Work instructions ▸
Exactly as they appear, copy the lines from the start of the entries below to the line containing "use crate::cli::args::ServeArgs;", both ends included.

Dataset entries
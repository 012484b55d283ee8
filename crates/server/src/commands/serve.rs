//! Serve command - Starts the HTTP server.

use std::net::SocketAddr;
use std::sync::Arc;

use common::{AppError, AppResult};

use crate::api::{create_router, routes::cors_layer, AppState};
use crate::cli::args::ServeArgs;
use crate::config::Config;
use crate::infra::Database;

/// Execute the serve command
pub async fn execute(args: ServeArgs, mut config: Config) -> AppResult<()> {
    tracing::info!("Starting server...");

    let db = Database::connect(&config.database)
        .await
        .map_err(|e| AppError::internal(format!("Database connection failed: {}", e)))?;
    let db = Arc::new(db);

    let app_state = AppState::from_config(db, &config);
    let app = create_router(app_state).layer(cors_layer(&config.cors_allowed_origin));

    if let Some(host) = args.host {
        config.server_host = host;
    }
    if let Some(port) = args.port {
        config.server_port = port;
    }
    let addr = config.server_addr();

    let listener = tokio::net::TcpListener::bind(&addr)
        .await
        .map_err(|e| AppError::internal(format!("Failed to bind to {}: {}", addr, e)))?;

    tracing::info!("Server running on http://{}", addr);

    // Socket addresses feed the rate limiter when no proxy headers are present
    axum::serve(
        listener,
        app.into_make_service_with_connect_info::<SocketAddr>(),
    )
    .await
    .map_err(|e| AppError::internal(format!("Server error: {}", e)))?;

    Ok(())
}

The completed task ▸
repository 012484b55d283ee8
filename crates/server/src/commands/serve.rs
//! Serve command - Starts the HTTP server.

use std::net::SocketAddr;
use std::sync::Arc;

use common::{AppError, AppResult};

use crate::api::{create_router, routes::cors_layer, AppState};
use crate::cli::args::ServeArgs;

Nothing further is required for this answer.